By Alpha Bedoh Kamara
As the world commemorates International Day against Homophobia, Transphobia and Biphobia, UN Migration Agency Director General, William Lacy Swing, today implores governments worldwide that equality and freedom from discrimination are fundamental human rights.
He said these rights belong to all people, regardless of sexual orientation, gender identity or because they are intersex.
While some countries are adopting policies for LGBTI rights others are struggling to accommodate, what they view as ‘Taboo’ to their cultures and traditions.
Like in most African countries, LGBTI is illegal and members of this community are stigmatised in society and frowned upon by their families.
According to Amnesty International, ‘it’s already illegal to be gay in Uganda. If you’re found to have had a same-sex relationship, you can expect to spend seven years in prison. But Uganda’s anti-gay laws have become even harsher.
In December 2013, the notorious Anti-Homosexuality Bill was passed by Uganda’s Parliament.

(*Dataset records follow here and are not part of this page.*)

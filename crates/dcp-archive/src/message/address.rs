//! Platform addresses and broadcast pseudo-addresses.

use std::fmt;
use std::str::FromStr;

/// Pseudo-address that carries global bulletins.
pub const GLOBAL_BULLETIN_ADDR: &str = "11111111";

/// Pseudo-address that carries DCP bulletins.
pub const DCP_BULLETIN_ADDR: &str = "22222222";

/// Pseudo-address that carries electronic-mail broadcasts.
pub const ELECTRONIC_MAIL_ADDR: &str = "33333333";

/// Identifier of a data collection platform.
///
/// Addresses compare case-insensitively: they are trimmed and upper-cased on
/// construction so that hex addresses like `ce31a2b4` and `CE31A2B4` collide.
#[derive(Debug, Clone, PartialEq, Eq, PartialOrd, Ord, Hash, Default)]
pub struct DcpAddress(String);

impl DcpAddress {
    /// Creates a normalized address.
    pub fn new(address: &str) -> Self {
        Self(address.trim().to_ascii_uppercase())
    }

    /// Global bulletin pseudo-address.
    pub fn global_bulletin() -> Self {
        Self::new(GLOBAL_BULLETIN_ADDR)
    }

    /// DCP bulletin pseudo-address.
    pub fn dcp_bulletin() -> Self {
        Self::new(DCP_BULLETIN_ADDR)
    }

    /// Electronic-mail pseudo-address.
    pub fn electronic_mail() -> Self {
        Self::new(ELECTRONIC_MAIL_ADDR)
    }

    /// Returns the normalized text form.
    pub fn as_str(&self) -> &str {
        &self.0
    }

    /// Returns true for an empty address.
    pub fn is_empty(&self) -> bool {
        self.0.is_empty()
    }
}

impl fmt::Display for DcpAddress {
    fn fmt(&self, f: &mut fmt::Formatter<'_>) -> fmt::Result {
        f.write_str(&self.0)
    }
}

impl FromStr for DcpAddress {
    type Err = std::convert::Infallible;

    fn from_str(s: &str) -> std::result::Result<Self, Self::Err> {
        Ok(Self::new(s))
    }
}

impl From<&str> for DcpAddress {
    fn from(s: &str) -> Self {
        Self::new(s)
    }
}

#[cfg(test)]
mod tests {
    use super::*;

    #[test]
    fn test_address_normalization() {
        assert_eq!(DcpAddress::new(" ce31a2b4 "), DcpAddress::new("CE31A2B4"));
        assert_eq!(DcpAddress::new("ce31a2b4").as_str(), "CE31A2B4");
    }

    #[test]
    fn test_address_ordering() {
        let mut addrs = vec![
            DcpAddress::new("CE31A2B4"),
            DcpAddress::new("1234ABCD"),
            DcpAddress::new("88AA0011"),
        ];
        addrs.sort();
        assert_eq!(addrs[0].as_str(), "1234ABCD");
        assert_eq!(addrs[2].as_str(), "CE31A2B4");
    }
}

It has lengthened sentences for consensual homosexual sex, and extended punishments to those ‘promoting’ homosexuality.
UN Migration Agency Director General said every person experiences migration differently. Gender identity and sexual orientation can have an impact on a migrant’s journey, but often in a negative and even dangerous way.
“In 2017, lesbian, gay, bisexual, transgender and intersex (LGBTI) individuals still face an alarming number of human rights abuses, including exclusion, discrimination, harassment, public outing, prosecution, corrective rape, damaging medical treatments, torture and murder.
“Seventy-five States still have laws criminalizing same sex activities, with punishments as extreme as death. In these communities, discrimination is often deeply entrenched. This can be a factor in why someone migrates or becomes displaced and it can pose serious risks while a person is in transit or once arrived at their destination,” he said.
He said the International Day against Homophobia, Transphobia and Biphobia, acts as a reminder of the violence and discrimination experienced by LGBTI people around the world.
“The UN Migration Agency (IOM) reaffirms its commitment to LGBTI migrants and staff members. Together, we strive to be an equal and inclusive organization and workplace for all,” he noted.